JBL Expedition 2006 - South Africa and Lake Malawi

Sand tiger sharks

The team was primarily interested in the coral reef off the coast. The reef runs at a depth of 15 to 40 meters parallel to the coast south of Durban. The diving sites were reached after about 15 – 20 minutes by boat. With the high waves, the trip is not for anyone with a delicate stomach! Although the plan was to feed the fish with JBL MariPearls, many of the team members involuntarily fed the fish on the trip out there!

With water temperatures of 22 to 24 °C, thicker wet suits were definitely called for! The water was relatively cloudy and visibility was restricted to about 10 to 15 m. The coral reef is very impressive in places. Hard and soft corals, sponges and other invertebrates cover the ancient reef stone. The coral communities cannot be compared with “normal“ tropical reefs. Amongst the fish, many species can be seen which are typical for regions close to the Antarctic. The mixture of tropical and coldwater species is astounding!
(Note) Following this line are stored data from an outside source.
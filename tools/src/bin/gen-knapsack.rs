//! # `gen-knapsack`
//!
//! Generates a stream of random binary knapsack instances in the Pisinger
//! format.

use std::{
    fs::File,
    io::{self, BufWriter, Write},
    path::PathBuf,
};

use anyhow::Context;
use clap::Parser;
use ilpconv_tools::knapsack::{Capacity, Generator};

#[derive(Parser)]
#[command(author, version, about, long_about = None)]
struct Args {
    /// The output path. Writes to `stdout` if not given.
    out_path: Option<PathBuf>,
    /// The number of instances in the stream
    #[arg(long, default_value_t = 5)]
    n_instances: usize,
    /// The number of items to select from
    #[arg(long, default_value_t = 20)]
    n_items: usize,
    /// The minimum item weight
    #[arg(long, default_value_t = 1)]
    min_weight: i64,
    /// The maximum item weight
    #[arg(long, default_value_t = 40)]
    max_weight: i64,
    /// The minimum item profit
    #[arg(long, default_value_t = 1)]
    min_profit: i64,
    /// The maximum item profit
    #[arg(long, default_value_t = 40)]
    max_profit: i64,
    /// The fraction of the total weight to set the capacity to
    #[arg(long, default_value_t = 2, value_parser = clap::value_parser!(i64).range(1..))]
    cap_fraction: i64,
    /// The prefix of the instance names
    #[arg(long, default_value = "knap")]
    prefix: String,
    /// The random seed to use
    #[arg(long, default_value_t = 42)]
    seed: u64,
}

fn main() -> anyhow::Result<()> {
    let args = Args::parse();
    anyhow::ensure!(
        args.min_weight <= args.max_weight && args.min_profit <= args.max_profit,
        "empty weight or profit range"
    );
    let gen = Generator {
        n_items: args.n_items,
        profit_range: args.min_profit..=args.max_profit,
        weight_range: args.min_weight..=args.max_weight,
        capacity: Capacity::FractionTotalWeight(args.cap_fraction),
        prefix: args.prefix,
    };

    let mut writer: Box<dyn Write> = match &args.out_path {
        Some(path) => Box::new(BufWriter::new(
            File::create(path).with_context(|| format!("cannot create {}", path.display()))?,
        )),
        None => Box::new(BufWriter::new(io::stdout())),
    };
    for knap in gen.generate(args.n_instances, args.seed) {
        knap.write(&mut writer)?;
    }
    writer.flush()?;
    Ok(())
}
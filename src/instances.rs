//! # Linear Instance Representation
//!
//! The format independent representation of an integer/pseudo-Boolean linear
//! optimization instance. Readers in [`fio`] populate an [`Instance`],
//! transformations in [`crate::transforms`] rewrite it, and writers in
//! [`fio`] encode it.

use std::{fmt, slice};

use thiserror::Error;

use crate::types::{Domain, LinConstraint, Origin, RsHashMap, Term, TypeError, Var, VarInfo};

pub mod fio;

mod objective;
pub use objective::{Direction, Objective};

/// Trait for variable managers keeping track of used variable ids
pub trait ManageVars {
    /// Uses up the next free variable
    fn new_var(&mut self) -> Var;
    /// Gets the used variable with the highest index
    fn max_var(&self) -> Option<Var>;
    /// Increases the next free variable index if the provided variable has a
    /// higher index than the next variable in the manager.
    /// Returns true if the next free index has been increased and false otherwise.
    fn increase_next_free(&mut self, v: Var) -> bool;
    /// Marks variables up to the given one as used. Returns true if the next
    /// free index has been increased and false otherwise.
    fn mark_used(&mut self, v: Var) -> bool {
        self.increase_next_free(v + 1)
    }
    /// Gets the number of used variable ids. Typically this is just the index
    /// of the next free variable.
    fn n_used(&self) -> u32;
}

/// Simple counting variable manager. The counter only ever increases, so
/// variables handed out by [`ManageVars::new_var`] never collide with
/// variables previously marked as used.
#[derive(Debug, PartialEq, Eq, Clone, Default)]
#[cfg_attr(feature = "serde", derive(serde::Serialize, serde::Deserialize))]
pub struct BasicVarManager {
    next_var: u32,
}
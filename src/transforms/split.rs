//! # Constraint Splitting
//!
//! Reduces every constraint to at most three terms by chain decomposition.
//! The first two terms `c1 x1 + c2 x2` are replaced by a fresh auxiliary
//! variable `a` defined by `L c1 x1 + L c2 x2 - a = 0`, where `L` is the
//! least common denominator of `c1` and `c2`. The auxiliary enters the
//! remaining constraint with coefficient `1/L`. Folding is repeated until
//! three terms remain, so a constraint with `n` terms turns into `n - 2`
//! constraints.
//!
//! The domain of `a` is the value range of `L c1 x1 + L c2 x2`, hence every
//! solution of the original constraint extends to exactly one solution of
//! the split constraints.

use std::collections::VecDeque;

use thiserror::Error;

use crate::{
    instances::{Instance, InstanceError},
    types::{checked_add, checked_lcm, checked_mul, Coeff, Domain, LinConstraint, Term, TypeError},
};

/// The largest arity left untouched
pub const MAX_ARITY: usize = 3;

/// Errors while splitting
#[derive(Error, Debug, Clone, PartialEq, Eq)]
pub enum SplitError {
    /// Arithmetic on the coefficients or auxiliary bounds overflowed
    #[error("constraint {constr}: {source}")]
    Arithmetic {
        /// The 1-based index of the constraint
        constr: usize,
        /// The underlying error
        source: TypeError,
    },
    /// The instance references undeclared variables
    #[error(transparent)]
    Instance(#[from] InstanceError),
}

/// What splitting did to an instance
#[derive(Debug, Default, Clone, Copy, PartialEq, Eq)]
pub struct SplitStats {
    /// The number of constraints that were split
    pub n_split: usize,
    /// The number of auxiliary variables introduced
    pub n_aux: usize,
}

/// Splits all constraints of an instance with more than [`MAX_ARITY`]
/// distinct variables. Constraints with at most [`MAX_ARITY`] distinct
/// variables are kept as they are, even if they reference a variable twice.
///
/// # Errors
///
/// If coefficients or auxiliary bounds overflow
pub fn split_instance(inst: &mut Instance) -> Result<SplitStats, SplitError> {
    let mut stats = SplitStats::default();
    for (idx, constr) in inst.take_constrs().into_iter().enumerate() {
        let merged = constr
            .merged_terms()
            .map_err(|source| SplitError::Arithmetic {
                constr: idx + 1,
                source,
            })?;
        if merged.len() <= MAX_ARITY {
            inst.add_constr(constr)?;
            continue;
        }
        let (_, rel, rhs) = constr.decompose();
        let mut rest: VecDeque<Term> = merged.into();
        while rest.len() > MAX_ARITY {
            let (first, second) = (rest[0], rest[1]);
            rest.drain(..2);
            rest.push_front(fold(inst, idx, first, second)?);
            stats.n_aux += 1;
        }
        inst.add_constr(LinConstraint::new(rest, rel, rhs))?;
        stats.n_split += 1;
    }
    if stats.n_split > 0 {
        tracing::debug!(
            split = stats.n_split,
            aux_vars = stats.n_aux,
            "split constraints"
        );
    }
    Ok(stats)
}

/// Replaces two terms by an auxiliary variable. Adds the defining equality
/// and returns the term to use in place of the two.
fn fold(inst: &mut Instance, idx: usize, first: Term, second: Term) -> Result<Term, SplitError> {
    let domain = |t: Term| inst.domain(t.var).ok_or(InstanceError::UndeclaredVar(t.var));
    let (dom1, dom2) = (domain(first)?, domain(second)?);
    let arith = |source| SplitError::Arithmetic {
        constr: idx + 1,
        source,
    };

    let denom = checked_lcm(*first.coeff.denom(), *second.coeff.denom()).map_err(arith)?;
    let scale = Coeff::from_integer(denom);
    let first = Term::new(checked_mul(first.coeff, scale).map_err(arith)?, first.var);
    let second = Term::new(checked_mul(second.coeff, scale).map_err(arith)?, second.var);

    let (lo1, hi1) = first.value_range(dom1).map_err(arith)?;
    let (lo2, hi2) = second.value_range(dom2).map_err(arith)?;
    let lo = checked_add(lo1, lo2).map_err(arith)?.to_integer();
    let hi = checked_add(hi1, hi2).map_err(arith)?.to_integer();
    let aux = inst
        .new_aux_var(Domain::int(lo, hi).map_err(arith)?)
        .map_err(arith)?;

    inst.add_constr(LinConstraint::new_eq(
        [first, second, Term::int(-1, aux)],
        Coeff::from_integer(0),
    ))?;
    Ok(Term::new(Coeff::new(1, denom), aux))
}
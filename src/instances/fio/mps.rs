//! # Free MPS Reader
//!
//! Reads integer linear programs in free MPS format. Fields are separated by
//! whitespace, section headers start in the first column and lines starting
//! with `*` are comments.
//!
//! Columns are continuous unless they appear between `INTORG`/`INTEND`
//! markers or have an integer bound type (`BV`, `LI`, `UI`). Continuous
//! columns are rejected unless option `all_integer` is set; integer columns
//! without an upper bound need option `default_ub`.
//!
//! ## References
//!
//! - [MPS format](https://lpsolve.sourceforge.net/5.5/mps-format.htm)

use crate::{
    instances::{Direction, Instance, Objective},
    options::{ConfigurationError, Options},
    types::{Coeff, LinConstraint, Relation, RsHashMap, Term, Var},
};

use super::{
    coeff_at, next_line,
    tabular::{Columns, TabularOptions},
    Error, InputStream, Position, ReadInstance, StreamCursor,
};

#[derive(Debug, Clone, Copy, PartialEq, Eq)]
enum Section {
    Preamble,
    Name,
    ObjSense,
    Rows,
    Columns,
    Rhs,
    Bounds,
    End,
}

#[derive(Debug, Clone, Copy, PartialEq, Eq)]
enum RowKind {
    Objective,
    Free,
    Constr(Relation),
}

#[derive(Debug)]
struct Row {
    kind: RowKind,
    terms: Vec<(usize, Coeff)>,
    rhs: Coeff,
}

/// Everything collected while scanning the sections
#[derive(Debug, Default)]
struct MpsData {
    name: Option<String>,
    direction: Direction,
    rows: Vec<Row>,
    row_index: RsHashMap<String, usize>,
    cols: Columns,
    in_int_block: bool,
}

impl MpsData {
    fn row(&mut self, pos: Position, name: &str) -> Result<&mut Row, Error> {
        match self.row_index.get(name) {
            Some(idx) => Ok(&mut self.rows[*idx]),
            None => Err(pos.malformed(format!("unknown row `{name}`")).into()),
        }
    }

    fn add_row(&mut self, pos: Position, kind: &str, name: &str) -> Result<(), Error> {
        let kind = match kind.to_ascii_uppercase().as_str() {
            "N" if self.rows.iter().any(|r| r.kind == RowKind::Objective) => RowKind::Free,
            "N" => RowKind::Objective,
            "L" => RowKind::Constr(Relation::Le),
            "G" => RowKind::Constr(Relation::Ge),
            "E" => RowKind::Constr(Relation::Eq),
            _ => return Err(pos.malformed(format!("invalid row type `{kind}`")).into()),
        };
        if self.row_index.contains_key(name) {
            return Err(pos.malformed(format!("row `{name}` declared twice")).into());
        }
        self.row_index.insert(name.to_owned(), self.rows.len());
        self.rows.push(Row {
            kind,
            terms: vec![],
            rhs: Coeff::from_integer(0),
        });
        Ok(())
    }

    fn column_line(&mut self, pos: Position, fields: &[&str]) -> Result<(), Error> {
        if fields.len() >= 3 && fields[1].eq_ignore_ascii_case("'MARKER'") {
            match fields[2].to_ascii_uppercase().as_str() {
                "'INTORG'" => self.in_int_block = true,
                "'INTEND'" => self.in_int_block = false,
                other => return Err(pos.malformed(format!("invalid marker {other}")).into()),
            }
            return Ok(());
        }
        if fields.len() != 3 && fields.len() != 5 {
            return Err(pos
                .malformed("expected a column name followed by one or two row/value pairs")
                .into());
        }
        let col = self.cols.get_or_insert(fields[0], pos);
        if self.in_int_block {
            self.cols.col_mut(col).integer = true;
        }
        for pair in fields[1..].chunks(2) {
            let val = coeff_at(pos, pair[1])?;
            self.row(pos, pair[0])?.terms.push((col, val));
        }
        Ok(())
    }

    fn rhs_line(&mut self, pos: Position, fields: &[&str]) -> Result<(), Error> {
        // the rhs set name is optional in free MPS
        let pairs = if fields.len() % 2 == 1 {
            &fields[1..]
        } else {
            fields
        };
        if pairs.is_empty() {
            return Err(pos.malformed("expected row/value pairs").into());
        }
        for pair in pairs.chunks(2) {
            let val = coeff_at(pos, pair[1])?;
            let row = self.row(pos, pair[0])?;
            match row.kind {
                RowKind::Objective if val != Coeff::from_integer(0) => {
                    return Err(pos.unsupported("objective offset").into())
                }
                RowKind::Objective | RowKind::Free => (),
                RowKind::Constr(_) => row.rhs = val,
            }
        }
        Ok(())
    }

    fn bound_line(&mut self, pos: Position, fields: &[&str]) -> Result<(), Error> {
        let Some(kind) = fields.first().map(|k| k.to_ascii_uppercase()) else {
            return Err(pos.malformed("empty bound").into());
        };
        let has_value = !matches!(kind.as_str(), "BV" | "FR" | "MI" | "PL");
        // the bound set name is optional in free MPS
        let (col, value) = match (has_value, fields.len()) {
            (true, 4) => (fields[2], Some(fields[3])),
            (true, 3) => (fields[1], Some(fields[2])),
            (false, 3) => (fields[2], None),
            (false, 2) => (fields[1], None),
            _ => return Err(pos.malformed(format!("invalid {kind} bound")).into()),
        };
        let Some(col) = self.cols.get(col) else {
            return Err(pos.malformed(format!("bound on unknown column `{col}`")).into());
        };
        let value = match value {
            Some(token) => bound_value(pos, token)?,
            None => None,
        };
        let col = self.cols.col_mut(col);
        match kind.as_str() {
            "UP" => col.ub = value,
            "LO" => col.lb = value,
            "FX" => {
                col.lb = value;
                col.ub = value;
            }
            "BV" => col.set_binary(),
            "LI" => {
                col.integer = true;
                col.lb = value;
            }
            "UI" => {
                col.integer = true;
                col.ub = value;
            }
            "MI" => col.lb = None,
            "PL" => col.ub = None,
            "FR" => {
                col.lb = None;
                col.ub = None;
            }
            _ => return Err(pos.malformed(format!("invalid bound type `{kind}`")).into()),
        }
        Ok(())
    }

    fn into_instance(self, opts: TabularOptions) -> Result<Instance, Error> {
        let mut inst = match self.name {
            Some(name) => Instance::with_name(name),
            None => Instance::new(),
        };
        let mut vars: Vec<Var> = Vec::new();
        for col in self.cols.iter() {
            let domain = col.domain(opts)?;
            let var = inst
                .declare_var(col.name.as_str(), domain)
                .map_err(|err| col.pos.malformed(err.to_string()))?;
            vars.push(var);
        }
        let mut obj = Objective::new();
        obj.set_direction(self.direction);
        for row in self.rows {
            let terms = row
                .terms
                .into_iter()
                .map(|(col, coeff)| Term::new(coeff, vars[col]));
            match row.kind {
                RowKind::Objective => terms.for_each(|t| obj.add_term(t)),
                RowKind::Free => (),
                RowKind::Constr(rel) => {
                    let constr = LinConstraint::new(terms, rel, row.rhs);
                    // all columns were declared above
                    inst.add_constr(constr)
                        .map_err(|err| Position::default().malformed(err.to_string()))?;
                }
            }
        }
        inst.set_objective(obj)
            .map_err(|err| Position::default().malformed(err.to_string()))?;
        Ok(inst)
    }
}

/// Parses a bound value, magnitudes from `1e30` on mean infinity
fn bound_value(pos: Position, token: &str) -> Result<Option<Coeff>, Error> {
    let lower = token.to_ascii_lowercase();
    if matches!(
        lower.trim_start_matches(['+', '-']),
        "inf" | "infinity"
    ) {
        return Ok(None);
    }
    if let Ok(val) = token.parse::<f64>() {
        if val.abs() >= 1e30 {
            return Ok(None);
        }
    }
    coeff_at(pos, token).map(Some)
}

/// Reader for free MPS files
#[derive(Debug, Default)]
pub struct Reader {
    opts: TabularOptions,
    cursor: StreamCursor,
}

impl Reader {
    /// Creates a reader. Accepts the options `default_ub` and `all_integer`.
    ///
    /// # Errors
    ///
    /// On unknown option keys or invalid values
    pub fn new(opts: &Options) -> Result<Self, ConfigurationError> {
        Ok(Reader {
            opts: TabularOptions::from_options(opts, "mps")?,
            cursor: StreamCursor::default(),
        })
    }
}

fn section_header(pos: Position, line: &str) -> Result<(Section, Option<&str>), Error> {
    let mut fields = line.splitn(2, char::is_whitespace);
    let keyword = fields.next().unwrap_or_default();
    let rest = fields.next().map(str::trim).filter(|r| !r.is_empty());
    let section = match keyword.to_ascii_uppercase().as_str() {
        "NAME" => Section::Name,
        "OBJSENSE" => Section::ObjSense,
        "ROWS" => Section::Rows,
        "COLUMNS" => Section::Columns,
        "RHS" => Section::Rhs,
        "BOUNDS" => Section::Bounds,
        "ENDATA" => Section::End,
        "RANGES" => return Err(pos.unsupported("RANGES section").into()),
        _ => return Err(pos.malformed(format!("unknown section `{keyword}`")).into()),
    };
    Ok((section, rest))
}

fn objective_sense(pos: Position, token: &str) -> Result<Direction, Error> {
    match token.to_ascii_uppercase().as_str() {
        "MIN" | "MINIMIZE" => Ok(Direction::Minimize),
        "MAX" | "MAXIMIZE" => Ok(Direction::Maximize),
        _ => Err(pos.malformed(format!("invalid objective sense `{token}`")).into()),
    }
}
The shark course with Andy Cobb had prepared the team for their encounters with sand tiger sharks. The shark usually remain in one area and are not very shy at all. However, if divers become impatient and get too close to the creatures, they will sometimes flee to deeper waters for several days.

The Swiss team member, Michel Comte, carried out underwater feeding trials with JBL MariPearls. The strong current made this experiment highly complicated. Nevertheless, many species of fish could be observed feeding. As in previous trials, it was noted that chaetodon species (butterfly fish) were not interested in the food. Just for fun, food granulate was sprinkled on the surface of the water. The skipper observed from the boat that the mantas noticed the food immediately (they were over 3 m long!) and eagerly filtered it from the water. Dr. Ludwig Neurohr took water samples at various depths, which were then analyzed by the whole team on land. (For data see gallery Research).